[INFORMATION SUPPLIED]
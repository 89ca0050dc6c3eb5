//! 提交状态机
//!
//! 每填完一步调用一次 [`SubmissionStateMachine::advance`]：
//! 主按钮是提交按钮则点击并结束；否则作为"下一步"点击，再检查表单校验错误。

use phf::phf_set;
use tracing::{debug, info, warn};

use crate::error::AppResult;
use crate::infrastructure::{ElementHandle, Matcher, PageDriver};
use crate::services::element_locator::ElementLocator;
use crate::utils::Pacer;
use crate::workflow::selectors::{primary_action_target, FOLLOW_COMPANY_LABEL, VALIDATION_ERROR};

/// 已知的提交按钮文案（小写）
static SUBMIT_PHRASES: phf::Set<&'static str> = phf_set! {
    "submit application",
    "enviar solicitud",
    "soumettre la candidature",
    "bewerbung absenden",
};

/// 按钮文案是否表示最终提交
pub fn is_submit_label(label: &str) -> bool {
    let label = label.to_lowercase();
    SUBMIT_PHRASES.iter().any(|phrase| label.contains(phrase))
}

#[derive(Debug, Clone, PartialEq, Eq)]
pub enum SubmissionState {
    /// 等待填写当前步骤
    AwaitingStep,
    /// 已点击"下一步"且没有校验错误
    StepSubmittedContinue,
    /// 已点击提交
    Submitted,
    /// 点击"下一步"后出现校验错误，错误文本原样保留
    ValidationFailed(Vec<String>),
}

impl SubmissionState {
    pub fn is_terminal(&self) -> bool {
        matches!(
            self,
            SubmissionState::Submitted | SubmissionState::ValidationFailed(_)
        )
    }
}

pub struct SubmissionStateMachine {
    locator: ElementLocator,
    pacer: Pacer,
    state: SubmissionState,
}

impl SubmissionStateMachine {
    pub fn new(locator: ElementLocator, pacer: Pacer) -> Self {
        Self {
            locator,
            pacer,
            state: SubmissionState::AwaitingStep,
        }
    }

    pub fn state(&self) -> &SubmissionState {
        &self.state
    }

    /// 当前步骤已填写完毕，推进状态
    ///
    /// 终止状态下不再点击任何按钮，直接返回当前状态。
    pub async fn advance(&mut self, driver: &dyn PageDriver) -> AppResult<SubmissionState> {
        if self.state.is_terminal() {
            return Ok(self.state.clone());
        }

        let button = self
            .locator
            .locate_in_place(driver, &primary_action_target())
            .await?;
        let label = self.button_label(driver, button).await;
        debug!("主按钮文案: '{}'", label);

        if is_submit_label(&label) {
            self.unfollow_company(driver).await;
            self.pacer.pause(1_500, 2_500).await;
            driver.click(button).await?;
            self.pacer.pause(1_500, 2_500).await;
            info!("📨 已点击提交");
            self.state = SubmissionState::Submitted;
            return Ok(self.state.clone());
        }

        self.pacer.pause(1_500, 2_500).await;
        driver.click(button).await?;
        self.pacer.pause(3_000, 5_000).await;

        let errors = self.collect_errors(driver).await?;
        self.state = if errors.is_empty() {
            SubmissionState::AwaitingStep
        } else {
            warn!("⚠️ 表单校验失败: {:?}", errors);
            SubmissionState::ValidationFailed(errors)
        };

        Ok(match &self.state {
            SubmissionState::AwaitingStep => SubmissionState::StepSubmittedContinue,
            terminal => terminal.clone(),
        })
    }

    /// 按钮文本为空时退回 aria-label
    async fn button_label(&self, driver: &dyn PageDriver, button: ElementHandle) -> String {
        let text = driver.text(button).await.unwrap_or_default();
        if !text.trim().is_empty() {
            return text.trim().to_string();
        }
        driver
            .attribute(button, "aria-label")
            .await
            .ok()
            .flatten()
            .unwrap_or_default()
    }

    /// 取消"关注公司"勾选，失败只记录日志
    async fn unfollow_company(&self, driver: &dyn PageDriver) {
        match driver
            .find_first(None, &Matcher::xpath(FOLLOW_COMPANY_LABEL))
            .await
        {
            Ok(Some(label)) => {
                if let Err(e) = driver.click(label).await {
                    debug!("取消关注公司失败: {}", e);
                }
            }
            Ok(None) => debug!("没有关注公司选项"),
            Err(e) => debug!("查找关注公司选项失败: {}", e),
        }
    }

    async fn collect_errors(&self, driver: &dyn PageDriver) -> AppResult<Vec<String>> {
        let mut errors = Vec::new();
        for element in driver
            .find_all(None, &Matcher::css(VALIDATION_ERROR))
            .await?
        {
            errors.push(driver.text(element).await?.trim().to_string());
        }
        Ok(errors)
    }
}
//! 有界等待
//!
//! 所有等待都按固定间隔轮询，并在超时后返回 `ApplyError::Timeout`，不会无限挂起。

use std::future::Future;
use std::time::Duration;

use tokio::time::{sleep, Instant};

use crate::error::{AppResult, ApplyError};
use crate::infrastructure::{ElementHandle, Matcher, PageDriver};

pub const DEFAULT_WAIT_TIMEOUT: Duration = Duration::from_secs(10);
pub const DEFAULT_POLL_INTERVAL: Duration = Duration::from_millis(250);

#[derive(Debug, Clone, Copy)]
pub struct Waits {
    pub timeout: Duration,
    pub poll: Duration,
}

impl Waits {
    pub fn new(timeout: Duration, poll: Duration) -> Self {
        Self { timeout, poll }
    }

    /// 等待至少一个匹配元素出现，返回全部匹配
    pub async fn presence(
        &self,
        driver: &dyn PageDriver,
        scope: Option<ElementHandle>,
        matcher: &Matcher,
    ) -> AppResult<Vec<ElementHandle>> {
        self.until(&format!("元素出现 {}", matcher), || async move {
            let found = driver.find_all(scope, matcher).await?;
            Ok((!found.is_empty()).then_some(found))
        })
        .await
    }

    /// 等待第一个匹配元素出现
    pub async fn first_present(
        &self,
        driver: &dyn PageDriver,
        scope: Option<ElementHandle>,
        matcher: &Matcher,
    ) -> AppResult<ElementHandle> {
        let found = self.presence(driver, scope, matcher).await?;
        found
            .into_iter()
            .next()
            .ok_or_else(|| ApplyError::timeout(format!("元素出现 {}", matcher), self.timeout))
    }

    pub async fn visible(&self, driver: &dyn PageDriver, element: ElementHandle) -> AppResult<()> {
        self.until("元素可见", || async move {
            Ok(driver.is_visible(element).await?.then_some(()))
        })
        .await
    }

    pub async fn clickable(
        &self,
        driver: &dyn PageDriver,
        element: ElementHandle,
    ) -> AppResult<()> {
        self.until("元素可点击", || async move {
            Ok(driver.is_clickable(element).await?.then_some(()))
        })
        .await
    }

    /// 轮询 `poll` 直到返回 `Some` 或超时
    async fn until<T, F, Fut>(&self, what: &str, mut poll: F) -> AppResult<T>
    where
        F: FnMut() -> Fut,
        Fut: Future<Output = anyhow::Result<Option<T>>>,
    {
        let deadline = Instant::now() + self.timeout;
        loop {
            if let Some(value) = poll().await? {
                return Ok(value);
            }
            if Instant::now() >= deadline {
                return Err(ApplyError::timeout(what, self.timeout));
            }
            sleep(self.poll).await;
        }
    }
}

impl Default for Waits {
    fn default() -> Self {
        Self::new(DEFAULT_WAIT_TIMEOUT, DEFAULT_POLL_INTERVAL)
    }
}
[/INFORMATION SUPPLIED]
**PROBLEM STATEMENT:**
Transcribe the entire listing above exactly.

**SOLUTION BELOW:**
repository 89ca0050dc6c3eb5
//! 提交状态机
//!
//! 每填完一步调用一次 [`SubmissionStateMachine::advance`]：
//! 主按钮是提交按钮则点击并结束；否则作为"下一步"点击，再检查表单校验错误。

use phf::phf_set;
use tracing::{debug, info, warn};

use crate::error::AppResult;
use crate::infrastructure::{ElementHandle, Matcher, PageDriver};
use crate::services::element_locator::ElementLocator;
use crate::utils::Pacer;
use crate::workflow::selectors::{primary_action_target, FOLLOW_COMPANY_LABEL, VALIDATION_ERROR};

/// 已知的提交按钮文案（小写）
static SUBMIT_PHRASES: phf::Set<&'static str> = phf_set! {
    "submit application",
    "enviar solicitud",
    "soumettre la candidature",
    "bewerbung absenden",
};

/// 按钮文案是否表示最终提交
pub fn is_submit_label(label: &str) -> bool {
    let label = label.to_lowercase();
    SUBMIT_PHRASES.iter().any(|phrase| label.contains(phrase))
}

#[derive(Debug, Clone, PartialEq, Eq)]
pub enum SubmissionState {
    /// 等待填写当前步骤
    AwaitingStep,
    /// 已点击"下一步"且没有校验错误
    StepSubmittedContinue,
    /// 已点击提交
    Submitted,
    /// 点击"下一步"后出现校验错误，错误文本原样保留
    ValidationFailed(Vec<String>),
}

impl SubmissionState {
    pub fn is_terminal(&self) -> bool {
        matches!(
            self,
            SubmissionState::Submitted | SubmissionState::ValidationFailed(_)
        )
    }
}

pub struct SubmissionStateMachine {
    locator: ElementLocator,
    pacer: Pacer,
    state: SubmissionState,
}

impl SubmissionStateMachine {
    pub fn new(locator: ElementLocator, pacer: Pacer) -> Self {
        Self {
            locator,
            pacer,
            state: SubmissionState::AwaitingStep,
        }
    }

    pub fn state(&self) -> &SubmissionState {
        &self.state
    }

    /// 当前步骤已填写完毕，推进状态
    ///
    /// 终止状态下不再点击任何按钮，直接返回当前状态。
    pub async fn advance(&mut self, driver: &dyn PageDriver) -> AppResult<SubmissionState> {
        if self.state.is_terminal() {
            return Ok(self.state.clone());
        }

        let button = self
            .locator
            .locate_in_place(driver, &primary_action_target())
            .await?;
        let label = self.button_label(driver, button).await;
        debug!("主按钮文案: '{}'", label);

        if is_submit_label(&label) {
            self.unfollow_company(driver).await;
            self.pacer.pause(1_500, 2_500).await;
            driver.click(button).await?;
            self.pacer.pause(1_500, 2_500).await;
            info!("📨 已点击提交");
            self.state = SubmissionState::Submitted;
            return Ok(self.state.clone());
        }

        self.pacer.pause(1_500, 2_500).await;
        driver.click(button).await?;
        self.pacer.pause(3_000, 5_000).await;

        let errors = self.collect_errors(driver).await?;
        self.state = if errors.is_empty() {
            SubmissionState::AwaitingStep
        } else {
            warn!("⚠️ 表单校验失败: {:?}", errors);
            SubmissionState::ValidationFailed(errors)
        };

        Ok(match &self.state {
            SubmissionState::AwaitingStep => SubmissionState::StepSubmittedContinue,
            terminal => terminal.clone(),
        })
    }

    /// 按钮文本为空时退回 aria-label
    async fn button_label(&self, driver: &dyn PageDriver, button: ElementHandle) -> String {
        let text = driver.text(button).await.unwrap_or_default();
        if !text.trim().is_empty() {
            return text.trim().to_string();
        }
        driver
            .attribute(button, "aria-label")
            .await
            .ok()
            .flatten()
            .unwrap_or_default()
    }

    /// 取消"关注公司"勾选，失败只记录日志
    async fn unfollow_company(&self, driver: &dyn PageDriver) {
        match driver
            .find_first(None, &Matcher::xpath(FOLLOW_COMPANY_LABEL))
            .await
        {
            Ok(Some(label)) => {
                if let Err(e) = driver.click(label).await {
                    debug!("取消关注公司失败: {}", e);
                }
            }
            Ok(None) => debug!("没有关注公司选项"),
            Err(e) => debug!("查找关注公司选项失败: {}", e),
        }
    }

    async fn collect_errors(&self, driver: &dyn PageDriver) -> AppResult<Vec<String>> {
        let mut errors = Vec::new();
        for element in driver
            .find_all(None, &Matcher::css(VALIDATION_ERROR))
            .await?
        {
            errors.push(driver.text(element).await?.trim().to_string());
        }
        Ok(errors)
    }
}
//! 有界等待
//!
//! 所有等待都按固定间隔轮询，并在超时后返回 `ApplyError::Timeout`，不会无限挂起。

use std::future::Future;
use std::time::Duration;

use tokio::time::{sleep, Instant};

use crate::error::{AppResult, ApplyError};
use crate::infrastructure::{ElementHandle, Matcher, PageDriver};

pub const DEFAULT_WAIT_TIMEOUT: Duration = Duration::from_secs(10);
pub const DEFAULT_POLL_INTERVAL: Duration = Duration::from_millis(250);

#[derive(Debug, Clone, Copy)]
pub struct Waits {
    pub timeout: Duration,
    pub poll: Duration,
}

impl Waits {
    pub fn new(timeout: Duration, poll: Duration) -> Self {
        Self { timeout, poll }
    }

    /// 等待至少一个匹配元素出现，返回全部匹配
    pub async fn presence(
        &self,
        driver: &dyn PageDriver,
        scope: Option<ElementHandle>,
        matcher: &Matcher,
    ) -> AppResult<Vec<ElementHandle>> {
        self.until(&format!("元素出现 {}", matcher), || async move {
            let found = driver.find_all(scope, matcher).await?;
            Ok((!found.is_empty()).then_some(found))
        })
        .await
    }

    /// 等待第一个匹配元素出现
    pub async fn first_present(
        &self,
        driver: &dyn PageDriver,
        scope: Option<ElementHandle>,
        matcher: &Matcher,
    ) -> AppResult<ElementHandle> {
        let found = self.presence(driver, scope, matcher).await?;
        found
            .into_iter()
            .next()
            .ok_or_else(|| ApplyError::timeout(format!("元素出现 {}", matcher), self.timeout))
    }

    pub async fn visible(&self, driver: &dyn PageDriver, element: ElementHandle) -> AppResult<()> {
        self.until("元素可见", || async move {
            Ok(driver.is_visible(element).await?.then_some(()))
        })
        .await
    }

    pub async fn clickable(
        &self,
        driver: &dyn PageDriver,
        element: ElementHandle,
    ) -> AppResult<()> {
        self.until("元素可点击", || async move {
            Ok(driver.is_clickable(element).await?.then_some(()))
        })
        .await
    }

    /// 轮询 `poll` 直到返回 `Some` 或超时
    async fn until<T, F, Fut>(&self, what: &str, mut poll: F) -> AppResult<T>
    where
        F: FnMut() -> Fut,
        Fut: Future<Output = anyhow::Result<Option<T>>>,
    {
        let deadline = Instant::now() + self.timeout;
        loop {
            if let Some(value) = poll().await? {
                return Ok(value);
            }
            if Instant::now() >= deadline {
                return Err(ApplyError::timeout(what, self.timeout));
            }
            sleep(self.poll).await;
        }
    }
}

impl Default for Waits {
    fn default() -> Self {
        Self::new(DEFAULT_WAIT_TIMEOUT, DEFAULT_POLL_INTERVAL)
    }
}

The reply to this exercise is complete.